UPD: The problem I'm trying to solve is smart monitoring by some uniq disk id.


----------



## mer (Aug 30, 2022)

Perhaps the raw devices don't wither, but it's "all the other ones".
Smart monitoring:  not sure what the answer is to your problem.  By default I think smartd defaults to all devices it finds.

ETA:
I think you may want to look at the glabel class, that seems to be the one that creates the /dev/diskid stuff.
man glabel may give you a clue


----------



## robot468 (Aug 30, 2022)

mer said:


> Perhaps the raw devices don't wither, but it's "all the other ones".
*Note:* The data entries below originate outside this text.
use std::path::PathBuf;

use thiserror::Error;

/// Failures of a single detection cycle
#[derive(Debug, Error)]
pub enum PipelineError {
    #[error("frame has no pixels ({width}x{height})")]
    EmptyFrame { width: u32, height: u32 },

    #[error("image primitive failed: {0}")]
    Primitive(String),
}

/// Rejected configuration values
#[derive(Debug, Error, PartialEq)]
pub enum ConfigError {
    #[error("detection rate must be a positive number of cycles per second, got {0}")]
    InvalidRate(f32),

    #[error("report timeout must be positive")]
    ZeroReportTimeout,

    #[error("settle window must be positive")]
    ZeroSettleWindow,

    #[error("could not parse duration {0:?}, expected seconds or \"off\"")]
    InvalidDuration(String),
}

/// Errors from driving the detection lifecycle
#[derive(Debug, Error)]
pub enum SchedulerError {
    #[error("the report timeout can only be changed while stopped")]
    Running,

    #[error("the scheduler has shut down")]
    Disconnected,

    #[error(transparent)]
    Config(#[from] ConfigError),
}

/// Frame source errors the scheduler needs to tell apart
#[derive(Debug, Error)]
pub enum CaptureError {
    #[error("frame source has no more frames")]
    Exhausted,

    #[error("no images given to the still frame source")]
    NoImages,

    #[error("failed to load image {path}")]
    Load {
        path: PathBuf,
        #[source]
        source: image::ImageError,
    },
}
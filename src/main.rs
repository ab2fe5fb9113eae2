use anyhow::{Context, Result};
use clap::Parser;
use set_spotter::capture::{CaptureSource, StillFrames};
use set_spotter::detection::{
    parse_seconds, Command, ControlHandle, DetectionConfig, ReportTimeout, Scheduler,
};
use set_spotter::output::{BellSink, LogSink, ReportSink};
use set_spotter::vision::CardPipeline;
use std::io::BufRead;
use std::path::PathBuf;
use std::time::{Duration, Instant};

#[derive(Parser, Debug)]
#[command(author, version, about, long_about = None)]
struct Args {
    /// Input webcam device index
    #[arg(short, long, default_value_t = 0)]
    input_device: u32,

    /// Read frames from these images instead of a webcam
    #[arg(long, num_args = 1..)]
    images: Vec<PathBuf>,

    /// Start over with the first image after the last one
    #[arg(long)]
    loop_images: bool,

    /// Detection cycles per second
    #[arg(long, default_value_t = 2.0)]
    fps: f32,

    /// Seconds a Set has to stay visible before it is reported, or "off"
    #[arg(long, default_value = "30")]
    report_timeout: ReportTimeout,

    /// Seconds a changed number of Sets may last before everything is rechecked
    #[arg(long, default_value = "5", value_parser = parse_seconds)]
    settle_window: Duration,

    /// Ring the terminal bell when reporting
    #[arg(long)]
    bell: bool,

    /// Quit after this many detection cycles
    #[arg(long)]
    max_cycles: Option<u64>,

    /// Enable debug logging
    #[arg(long)]
    debug: bool,
}

fn main() -> Result<()> {
    let args = Args::parse();

    // Initialize logging
    let log_level = if args.debug {
        tracing::Level::DEBUG
    } else {
        tracing::Level::INFO
    };

    tracing_subscriber::fmt()
        .with_max_level(log_level)
        .with_target(false)
        .init();

    tracing::info!("set-spotter starting");

    let config = DetectionConfig::builder()
        .fps(args.fps)
        .report_timeout(args.report_timeout)
        .settle_window(args.settle_window)
        .build()
        .context("Invalid detection settings")?;

    let source = open_source(&args)?;
    let (width, height) = source.resolution();
    tracing::info!("Capture: {}x{}", width, height);

    let sink: Box<dyn ReportSink> = if args.bell {
        Box::new(BellSink::stdout())
    } else {
        Box::new(LogSink)
    };

    let mut scheduler = Scheduler::new(source, CardPipeline::default(), sink, config);
    scheduler.set_cycle_limit(args.max_cycles);

    spawn_command_reader(scheduler.control());
    tracing::info!("Commands: r = recheck, s = stop, g = start, t <seconds|off>, q = quit");

    scheduler.start(Instant::now());
    scheduler.run()
}

fn open_source(args: &Args) -> Result<Box<dyn CaptureSource>> {
    if !args.images.is_empty() {
        let frames = StillFrames::open(args.images.as_slice(), args.loop_images)
            .context("Failed to load images")?;
        tracing::info!("Replaying {} images", frames.len());
        return Ok(Box::new(frames));
    }
    open_webcam(args.input_device)
}

#[cfg(feature = "webcam")]
fn open_webcam(device: u32) -> Result<Box<dyn CaptureSource>> {
    let capture = set_spotter::capture::WebcamCapture::new(device)
        .context("Failed to initialize webcam capture")?;
    Ok(Box::new(capture))
}

#[cfg(not(feature = "webcam"))]
fn open_webcam(device: u32) -> Result<Box<dyn CaptureSource>> {
    anyhow::bail!(
        "camera {} unavailable: built without the webcam feature, pass --images instead",
        device
    )
}

/// Forward commands typed on stdin until it closes or the scheduler is gone
fn spawn_command_reader(control: ControlHandle) {
    std::thread::spawn(move || {
        for line in std::io::stdin().lock().lines() {
            let Ok(line) = line else { break };
            let Some(command) = parse_command(&line) else {
                continue;
            };
            if control.send(command).is_err() {
                break;
            }
        }
    });
}

fn parse_command(line: &str) -> Option<Command> {
    let mut words = line.split_whitespace();
    let command = match (words.next()?, words.next()) {
        ("r", None) => Command::Recheck,
        ("s", None) => Command::Stop,
        ("g", None) => Command::Start,
        ("q", None) => Command::Shutdown,
        ("t", Some(timeout)) => match timeout.parse::<ReportTimeout>() {
            Ok(timeout) => Command::SetReportTimeout(timeout),
            Err(err) => {
                tracing::warn!("{}", err);
                return None;
            }
        },
        _ => {
            tracing::warn!("Unknown command {:?}", line.trim());
            return None;
        }
    };
    Some(command)
}
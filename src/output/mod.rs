mod bell;

pub use bell::BellSink;

use anyhow::Result;

use crate::detection::Report;

/// Trait for report destinations
pub trait ReportSink {
    /// Announce Sets that have stayed visible for the whole report timeout
    fn report(&mut self, report: &Report) -> Result<()>;
}

impl<S: ReportSink + ?Sized> ReportSink for Box<S> {
    fn report(&mut self, report: &Report) -> Result<()> {
        (**self).report(report)
    }
}

/// Writes reports to the log
#[derive(Debug, Default, Clone, Copy)]
pub struct LogSink;

impl ReportSink for LogSink {
    fn report(&mut self, report: &Report) -> Result<()> {
        tracing::info!("{}", describe(report));
        Ok(())
    }
}

/// One line naming every visible Set
pub(crate) fn describe(report: &Report) -> String {
    let sets: Vec<String> = report.visible_sets.iter().map(ToString::to_string).collect();
    match sets.len() {
        1 => format!("there is a Set: {}", sets[0]),
        n => format!("there are {} Sets: {}", n, sets.join(" | ")),
    }
}
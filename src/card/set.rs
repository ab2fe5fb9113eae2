use std::fmt;

use super::{Attribute, Card};

/// Three cards which form a valid Set
#[derive(Debug, Clone, Copy, PartialEq, Eq, Hash)]
pub struct CardSet(pub [Card; 3]);

impl CardSet {
    pub fn cards(&self) -> &[Card; 3] {
        &self.0
    }

    /// Whether this triple holds the same three cards as `other`, in any order
    pub fn same_cards(&self, other: &CardSet) -> bool {
        let mut ours = self.0;
        let mut theirs = other.0;
        ours.sort_by_key(sort_key);
        theirs.sort_by_key(sort_key);
        ours == theirs
    }
}

fn sort_key(card: &Card) -> (u8, u8, u8, u8) {
    (
        card.count.code(),
        card.color.code(),
        card.shape.code(),
        card.fill.code(),
    )
}

impl fmt::Display for CardSet {
    fn fmt(&self, f: &mut fmt::Formatter<'_>) -> fmt::Result {
        write!(f, "{} {} {}", self.0[0], self.0[1], self.0[2])
    }
}

/// Every attribute is all the same or all different across the three cards
///
/// With each attribute encoded as 0, 1 or 2 that is the same as the codes summing to a multiple
/// of three.
pub fn is_set(a: &Card, b: &Card, c: &Card) -> bool {
    fn valid<A: Attribute>(a: A, b: A, c: A) -> bool {
        (a.code() + b.code() + c.code()) % 3 == 0
    }

    valid(a.count, b.count, c.count)
        && valid(a.color, b.color, c.color)
        && valid(a.shape, b.shape, c.shape)
        && valid(a.fill, b.fill, c.fill)
}

/// All Sets among the given cards
///
/// Three identical readings satisfy the rule but a deck only holds each card once, so those are
/// left out.
pub fn find_sets(cards: &[Card]) -> Vec<CardSet> {
    combinations(cards, 3)
        .filter(|triple| !(triple[0] == triple[1] && triple[1] == triple[2]))
        .filter(|triple| is_set(triple[0], triple[1], triple[2]))
        .map(|triple| CardSet([*triple[0], *triple[1], *triple[2]]))
        .collect()
}

/// Iterate over all unordered `k`-subsets of `items`
pub fn combinations<T>(items: &[T], k: usize) -> Combinations<'_, T> {
    Combinations::new(items, k)
}

/// Iterator over `k`-combinations in lexicographic index order
pub struct Combinations<'a, T> {
    items: &'a [T],
    next: Option<Vec<usize>>,
}

impl<'a, T> Combinations<'a, T> {
    fn new(items: &'a [T], k: usize) -> Self {
        let next = if k <= items.len() {
            Some((0..k).collect())
        } else {
            None
        };
        Self { items, next }
    }
}

impl<'a, T> Iterator for Combinations<'a, T> {
    type Item = Vec<&'a T>;

    fn next(&mut self) -> Option<Self::Item> {
        let indices = self.next.take()?;
        let combination = indices.iter().map(|&i| &self.items[i]).collect();

        let n = self.items.len();
        let k = indices.len();
        // rightmost index which can still move right
        if let Some(i) = (0..k).rev().find(|&i| indices[i] < n - k + i) {
            let mut advanced = indices;
            advanced[i] += 1;
            for j in i + 1..k {
                advanced[j] = advanced[j - 1] + 1;
            }
            self.next = Some(advanced);
        }

        Some(combination)
    }
}
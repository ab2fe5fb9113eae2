use super::CaptureSource;
use anyhow::{Context, Result};
use image::RgbaImage;
use nokhwa::pixel_format::RgbAFormat;
use nokhwa::utils::{CameraIndex, RequestedFormat, RequestedFormatType};
use nokhwa::Camera;

pub struct WebcamCapture {
    camera: Camera,
    width: u32,
    height: u32,
}

impl WebcamCapture {
    pub fn new(device_index: u32) -> Result<Self> {
        tracing::info!("Initializing webcam {}", device_index);

        let index = CameraIndex::Index(device_index);
        let requested =
            RequestedFormat::new::<RgbAFormat>(RequestedFormatType::AbsoluteHighestResolution);

        let mut camera = Camera::new(index, requested).context("Failed to open camera")?;

        camera
            .open_stream()
            .context("Failed to open camera stream")?;

        let resolution = camera.resolution();
        let (width, height) = (resolution.width(), resolution.height());
        tracing::info!("Webcam initialized at {}x{}", width, height);

        Ok(Self {
            camera,
            width,
            height,
        })
    }
}

impl CaptureSource for WebcamCapture {
    fn capture_frame(&mut self, frame: &mut RgbaImage) -> Result<()> {
        let buffer = self.camera.frame().context("Failed to capture frame")?;

        let resolution = buffer.resolution();
        let (width, height) = (resolution.width(), resolution.height());
        if frame.dimensions() != (width, height) {
            tracing::debug!("camera now delivers {}x{}", width, height);
            *frame = RgbaImage::new(width, height);
            self.width = width;
            self.height = height;
        }

        buffer
            .decode_image_to_buffer::<RgbAFormat>(frame)
            .context("Failed to decode frame")?;

        Ok(())
    }

    fn resolution(&self) -> (u32, u32) {
        (self.width, self.height)
    }
}
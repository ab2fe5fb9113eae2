//! Reading count, shape, colour and fill off a rectified card
use image::{GrayImage, RgbaImage};
use imageproc::contrast::{otsu_level, stretch_contrast_mut, threshold, ThresholdType};
use imageproc::point::Point;
use imageproc::stats::{min_max, MinMax};

use super::primitives::{
    approximated_contours, blur, border_mask, fill_mask, grayscale, masked_mean_luma,
    masked_mean_rgb, subtract, Outline,
};
use super::PipelineParams;
use crate::card::{Card, Color, Count, Fill, Shape};

/// Classify a rectified card
///
/// Returns `None` when the number of symbols or their shape can't be determined.
pub fn classify(card: &RgbaImage, params: &PipelineParams) -> Option<Card> {
    let _span = tracing::trace_span!("classify").entered();

    let symbols = find_symbols(card, params);
    let count = Count::from_symbols(symbols.len());
    let shape = symbols.first().map(symbol_shape);
    if count.is_none() || shape.is_none() {
        tracing::trace!("indeterminate card with {} symbols", symbols.len());
        return None;
    }

    let masks = SymbolMasks::new(card.width(), card.height(), &symbols, params.border_width);
    let color = symbol_color(card, &masks, params);
    let fill = symbol_fill(card, &masks, params);

    Card::from_parts(count, color, shape, fill)
}

/// Outlines of the symbols printed on the card, largest first
///
/// Symbol ink is darker than the card, so the threshold is inverted to make the symbols
/// foreground.
fn find_symbols(card: &RgbaImage, params: &PipelineParams) -> Vec<Outline> {
    let gray = blur(&grayscale(card), params.shape_blur_kernel);
    let mask = threshold(&gray, otsu_level(&gray), ThresholdType::BinaryInverted);

    approximated_contours(&mask, params.shape_epsilon)
        .into_iter()
        .filter(|outline| outline.area() > params.min_shape_area)
        .collect()
}

fn symbol_shape(symbol: &Outline) -> Shape {
    if !symbol.is_convex() {
        Shape::Squiggle
    } else if symbol.vertices() == 4 {
        Shape::Diamond
    } else {
        Shape::Oval
    }
}

/// Regions of the card relative to the symbols
struct SymbolMasks {
    /// Band around the symbol outlines
    border: GrayImage,
    /// Inside the symbols, clear of the band
    interior: GrayImage,
    /// Card around the symbols, clear of the band
    surround: GrayImage,
}

impl SymbolMasks {
    fn new(width: u32, height: u32, symbols: &[Outline], band: u32) -> Self {
        let contours: Vec<&[Point<i32>]> = symbols.iter().map(|s| s.contour.as_slice()).collect();

        let filled = fill_mask(width, height, &contours);
        let border = border_mask(width, height, &contours, band);
        let interior = subtract(&filled, &border);
        let mut outside = filled.clone();
        image::imageops::invert(&mut outside);
        let surround = subtract(&outside, &border);

        Self {
            border,
            interior,
            surround,
        }
    }
}

/// Colour of the symbol outlines relative to the card around them
///
/// Dividing by the card colour cancels out the colour of the light.
fn symbol_color(card: &RgbaImage, masks: &SymbolMasks, params: &PipelineParams) -> Color {
    let (Some(ink), Some(paper)) = (
        masked_mean_rgb(card, &masks.border),
        masked_mean_rgb(card, &masks.surround),
    ) else {
        return Color::Purple;
    };

    let [red, green, blue] = [0, 1, 2].map(|c| ink[c] / paper[c].max(1.0));
    color_from_channels([red, green, blue], params.color_min_diff)
}

/// Pick a colour from lighting normalised red, green and blue
///
/// Green and red need to clearly beat the other two channels, anything else is purple.
pub fn color_from_channels([red, green, blue]: [f64; 3], min_diff: f64) -> Color {
    if green - red > min_diff && green - blue > min_diff {
        Color::Green
    } else if red - green > min_diff && red - blue > min_diff {
        Color::Red
    } else {
        Color::Purple
    }
}

/// How much darker the symbol interiors are than the card
fn symbol_fill(card: &RgbaImage, masks: &SymbolMasks, params: &PipelineParams) -> Fill {
    let mut gray = grayscale(card);
    stretch_to_full_range(&mut gray);

    let symbols = masked_mean_luma(&gray, &masks.interior).unwrap_or(0.0);
    let paper = masked_mean_luma(&gray, &masks.surround).unwrap_or(0.0);

    fill_from_ratio(symbols / paper.max(1.0), params)
}

/// Map the darkest pixel to 0 and the brightest to 255
fn stretch_to_full_range(gray: &mut GrayImage) {
    if gray.is_empty() {
        return;
    }
    if let Some(&MinMax { min, max }) = min_max(&*gray).first() {
        if min < max {
            stretch_contrast_mut(gray, min, max, 0, u8::MAX);
        }
    }
}

/// Pick a fill from the ratio of symbol to card brightness
pub fn fill_from_ratio(ratio: f64, params: &PipelineParams) -> Fill {
    if ratio > params.blank_ratio {
        Fill::Blank
    } else if ratio < params.solid_ratio {
        Fill::Solid
    } else {
        Fill::Striped
    }
}

#[cfg(test)]
mod tests {
    use super::{color_from_channels, fill_from_ratio, stretch_to_full_range};
    use crate::card::{Color, Fill};
    use crate::vision::PipelineParams;
    use image::{GrayImage, Luma};

    #[test]
    fn test_color_from_channels() {
        assert_eq!(color_from_channels([0.5, 0.83, 0.5], 0.02), Color::Green);
        assert_eq!(color_from_channels([0.92, 0.5, 0.5], 0.02), Color::Red);
        assert_eq!(color_from_channels([0.73, 0.5, 0.77], 0.02), Color::Purple);
        // too close to call
        assert_eq!(color_from_channels([0.8, 0.81, 0.8], 0.02), Color::Purple);
        assert_eq!(color_from_channels([f64::NAN, 0.5, 0.5], 0.02), Color::Purple);
    }

    #[test]
    fn test_fill_from_ratio() {
        let params = PipelineParams::default();
        assert_eq!(fill_from_ratio(1.0, &params), Fill::Blank);
        assert_eq!(fill_from_ratio(0.98, &params), Fill::Blank);
        assert_eq!(fill_from_ratio(0.97, &params), Fill::Striped);
        assert_eq!(fill_from_ratio(0.5, &params), Fill::Striped);
        assert_eq!(fill_from_ratio(0.2, &params), Fill::Striped);
        assert_eq!(fill_from_ratio(0.05, &params), Fill::Solid);
    }

    #[test]
    fn test_stretch_to_full_range() {
        let mut gray = GrayImage::from_fn(3, 1, |x, _| Luma([50 + x as u8 * 50]));
        stretch_to_full_range(&mut gray);
        assert_eq!(gray.get_pixel(0, 0)[0], 0);
        assert_eq!(gray.get_pixel(1, 0)[0], 127);
        assert_eq!(gray.get_pixel(2, 0)[0], 255);

        let mut flat = GrayImage::from_pixel(3, 3, Luma([77]));
        stretch_to_full_range(&mut flat);
        assert_eq!(flat.get_pixel(1, 1)[0], 77);
    }
}
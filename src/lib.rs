//! Spotting Sets on a table of Set cards
//!
//! Frames come from a [`capture::CaptureSource`] and go through the [`vision`] pipeline, which
//! finds the cards, straightens them and reads their attributes. [`card::find_sets`] picks the
//! Sets out of the cards, and the [`detection::Scheduler`] runs this at a fixed rate, only
//! telling a [`output::ReportSink`] about Sets which stay on the table for a while.
pub mod capture;
pub mod card;
pub mod detection;
pub mod error;
pub mod output;
pub mod vision;
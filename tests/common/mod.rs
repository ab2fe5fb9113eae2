#![allow(dead_code)]

pub mod synthetic_card;
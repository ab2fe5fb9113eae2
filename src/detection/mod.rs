//! When to look at the table and when to speak up
mod config;
mod reporting;
mod scheduler;

pub use config::{parse_seconds, DetectionConfig, DetectionConfigBuilder, ReportTimeout};
pub use reporting::{Report, ReportEvent, ReportMachine, ReportPhase};
pub use scheduler::{Command, ControlHandle, Flow, Scheduler};
//! Maskforge Meta - Mask and combo metadata
//!
//! This crate owns the per-asset metadata sidecars: the canonical field set
//! and its schema table, the on-disk path conventions, project enumeration,
//! and the store that loads, creates and conditionally saves sidecars.

mod catalog;
mod edit;
pub mod paths;
pub mod schema;
mod store;
mod types;

pub use catalog::Project;
pub use edit::MAX_COMBO_MASKS;
pub use schema::{FieldSpec, FieldType, FieldValue, Requirement};
pub use store::MetadataStore;
pub use types::{Addition, AssetKind, AssetMetadata, Category, TextureSize, Tier};
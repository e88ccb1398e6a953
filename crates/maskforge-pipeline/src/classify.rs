//! Release-readiness classification
//!
//! Pure and deterministic: the same metadata snapshot always yields the same
//! classification, and nothing is read or written while computing it.

use maskforge_meta::schema::{self, Requirement};
use maskforge_meta::{AssetKind, AssetMetadata, MetadataStore, MAX_COMBO_MASKS};
use serde::Serialize;
use std::fmt;
use std::path::Path;

/// Release readiness, in precedence order
#[derive(Debug, Clone, Copy, PartialEq, Eq, Hash, Serialize)]
#[serde(rename_all = "UPPERCASE")]
pub enum ReleaseState {
    Error,
    NoRelease,
    WithPlugin,
    Warning,
    Good,
}

impl fmt::Display for ReleaseState {
    fn fmt(&self, f: &mut fmt::Formatter<'_>) -> fmt::Result {
        let s = match self {
            ReleaseState::Good => "GOOD",
            ReleaseState::Error => "ERROR",
            ReleaseState::Warning => "WARNING",
            ReleaseState::NoRelease => "NORELEASE",
            ReleaseState::WithPlugin => "WITHPLUGIN",
        };
        f.write_str(s)
    }
}

#[derive(Debug, Clone, Copy, PartialEq, Eq, Hash, Serialize)]
#[serde(rename_all = "UPPERCASE")]
pub enum MaskKind {
    /// Metadata could not be loaded
    Unknown,
    Normal,
    Morph,
}

impl fmt::Display for MaskKind {
    fn fmt(&self, f: &mut fmt::Formatter<'_>) -> fmt::Result {
        let s = match self {
            MaskKind::Unknown => "UNKNOWN",
            MaskKind::Normal => "NORMAL",
            MaskKind::Morph => "MORPH",
        };
        f.write_str(s)
    }
}

/// Why an asset is not GOOD. Informational only.
#[derive(Debug, Clone, PartialEq, Eq, Serialize)]
pub struct ValidationIssue {
    pub field: String,
    pub requirement: IssueLevel,
    pub message: String,
}

#[derive(Debug, Clone, Copy, PartialEq, Eq, Serialize)]
#[serde(rename_all = "lowercase")]
pub enum IssueLevel {
    Error,
    Warning,
}

#[derive(Debug, Clone, PartialEq, Eq, Serialize)]
pub struct Classification {
    pub state: ReleaseState,
    pub kind: MaskKind,
    pub issues: Vec<ValidationIssue>,
}

impl Classification {
    pub fn is_good(&self) -> bool {
        self.state == ReleaseState::Good
    }

    fn unknown(message: String) -> Self {
        Self {
            state: ReleaseState::Error,
            kind: MaskKind::Unknown,
            issues: vec![ValidationIssue {
                field: "metadata".to_string(),
                requirement: IssueLevel::Error,
                message,
            }],
        }
    }
}

/// Classify a metadata snapshot.
///
/// First match wins: a missing critical field is ERROR, then
/// `do_not_release` is NORELEASE, then `release_with_plugin` is WITHPLUGIN,
/// then a missing desired field is WARNING, otherwise GOOD.
pub fn classify(metadata: &AssetMetadata) -> Classification {
    let mut issues = Vec::new();

    for spec in schema::fields_for(metadata.kind) {
        if !metadata.is_field_empty(spec.name) {
            continue;
        }
        let level = match spec.requirement {
            Requirement::Critical => IssueLevel::Error,
            Requirement::Desired => IssueLevel::Warning,
            Requirement::Optional => continue,
        };
        issues.push(ValidationIssue {
            field: spec.name.to_string(),
            requirement: level,
            message: format!("{} is empty", spec.label),
        });
    }

    if metadata.kind == AssetKind::Combo && metadata.masks.len() > MAX_COMBO_MASKS {
        issues.push(ValidationIssue {
            field: "masks".to_string(),
            requirement: IssueLevel::Error,
            message: format!(
                "combo references {} masks, at most {} allowed",
                metadata.masks.len(),
                MAX_COMBO_MASKS
            ),
        });
    }

    let has_error = issues.iter().any(|i| i.requirement == IssueLevel::Error);
    let has_warning = issues.iter().any(|i| i.requirement == IssueLevel::Warning);

    let state = if has_error {
        ReleaseState::Error
    } else if metadata.do_not_release {
        ReleaseState::NoRelease
    } else if metadata.release_with_plugin {
        ReleaseState::WithPlugin
    } else if has_warning {
        ReleaseState::Warning
    } else {
        ReleaseState::Good
    };

    let kind = match metadata.kind {
        AssetKind::Mask if metadata.is_morph => MaskKind::Morph,
        _ => MaskKind::Normal,
    };

    Classification {
        state,
        kind,
        issues,
    }
}

/// Classify an asset on disk. Unloadable metadata is ERROR with kind UNKNOWN.
pub fn classify_asset(store: &MetadataStore, asset: &Path) -> Classification {
    match store.load(asset) {
        Ok(meta) => classify(&meta),
        Err(e) => Classification::unknown(e.to_string()),
    }
}

#[cfg(test)]
mod tests {
    use super::*;
    use crate::testutil::{good_metadata, temp_dir};

    const CRITICAL_MASK: [&str; 6] = ["name", "description", "author", "tags", "category", "tier"];

    #[test]
    fn test_fully_populated_is_good() {
        for kind in [AssetKind::Mask, AssetKind::Combo] {
            let result = classify(&good_metadata(kind, "Fox"));
            assert_eq!(result.state, ReleaseState::Good, "{:?}", kind);
            assert!(result.issues.is_empty());
        }
    }

    #[test]
    fn test_any_missing_critical_is_error_regardless_of_flags() {
        for field in CRITICAL_MASK {
            for (dnr, plugin, license) in [
                (false, false, "CC-BY"),
                (true, false, "CC-BY"),
                (false, true, "CC-BY"),
                (true, true, ""),
            ] {
                let mut meta = good_metadata(AssetKind::Mask, "Fox");
                meta.set_field(field, "").unwrap();
                meta.do_not_release = dnr;
                meta.release_with_plugin = plugin;
                meta.license = license.to_string();
                assert_eq!(classify(&meta).state, ReleaseState::Error, "field {}", field);
            }
        }
    }

    #[test]
    fn test_whitespace_only_counts_as_empty() {
        let mut meta = good_metadata(AssetKind::Mask, "Fox");
        meta.author = "   ".to_string();
        assert_eq!(classify(&meta).state, ReleaseState::Error);
    }

    #[test]
    fn test_precedence_after_error() {
        let mut meta = good_metadata(AssetKind::Mask, "Fox");
        meta.website.clear();
        assert_eq!(classify(&meta).state, ReleaseState::Warning);

        meta.release_with_plugin = true;
        assert_eq!(classify(&meta).state, ReleaseState::WithPlugin);

        meta.do_not_release = true;
        assert_eq!(classify(&meta).state, ReleaseState::NoRelease);
    }

    #[test]
    fn test_combo_has_no_category_requirement() {
        let meta = good_metadata(AssetKind::Combo, "Duo");
        assert!(meta.category.is_none());
        assert_eq!(classify(&meta).state, ReleaseState::Good);
    }

    #[test]
    fn test_combo_over_capacity_is_error() {
        let mut meta = good_metadata(AssetKind::Combo, "Crowd");
        meta.masks = (0..11).map(|i| format!("masks/m{}.fbx", i)).collect();
        let result = classify(&meta);
        assert_eq!(result.state, ReleaseState::Error);
        assert!(result.issues.iter().any(|i| i.field == "masks"));
    }

    #[test]
    fn test_kind() {
        let mut meta = good_metadata(AssetKind::Mask, "Fox");
        assert_eq!(classify(&meta).kind, MaskKind::Normal);
        meta.is_morph = true;
        assert_eq!(classify(&meta).kind, MaskKind::Morph);

        let mut combo = good_metadata(AssetKind::Combo, "Duo");
        combo.is_morph = true;
        assert_eq!(classify(&combo).kind, MaskKind::Normal);
    }

    #[test]
    fn test_unloadable_is_unknown() {
        let dir = temp_dir("classify");
        let store = MetadataStore::new();
        let result = classify_asset(&store, &dir.join("ghost.fbx"));
        assert_eq!(result.state, ReleaseState::Error);
        assert_eq!(result.kind, MaskKind::Unknown);
        std::fs::remove_dir_all(&dir).ok();
    }

    #[test]
    fn test_deterministic() {
        let mut meta = good_metadata(AssetKind::Mask, "Fox");
        meta.tags.clear();
        meta.license.clear();
        assert_eq!(classify(&meta), classify(&meta));
    }
}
Is there a way to disable withering?




mer said:


> Smart monitoring: not sure what the answer is to your problem. By default I think smartd defaults to all devices it finds.


I need to monitor specific attribute (ssd lifetime), which smartd is unable to monitor


----------



## robot468 (Aug 30, 2022)

mer said:


> I think you may want to look at the glabel class, that seems to be the one that creates the /dev/diskid stuff.
> man glabel may give you a clue


Glabel uses last sector of disk, already used by gpt metadata. We discussed this with you in another thread, if I remember correctly


----------



## mer (Aug 30, 2022)

Then I guess you're stuck with /dev/ada type of names for monitoring.


----------



## jbo (Aug 30, 2022)

robot468 Unrelated to your question but please note that 13.0 will be EOL tomorrow. Better upgrade to 13.1


----------



## robot468 (Aug 30, 2022)

mer said:


> Then I guess you're stuck with /dev/ada type of names for monitoring.


No, plan "b" is to get the "geom disk list" in the script, search for the desired devices by id and get their daX names. But I thought the operating system would give me a more convenient solution.


----------



## sidetone (Aug 30, 2022)

Some drivers don't show up in /dev/, they're loaded by another driver that shows up there. Use, `dmesg` to see it.


----------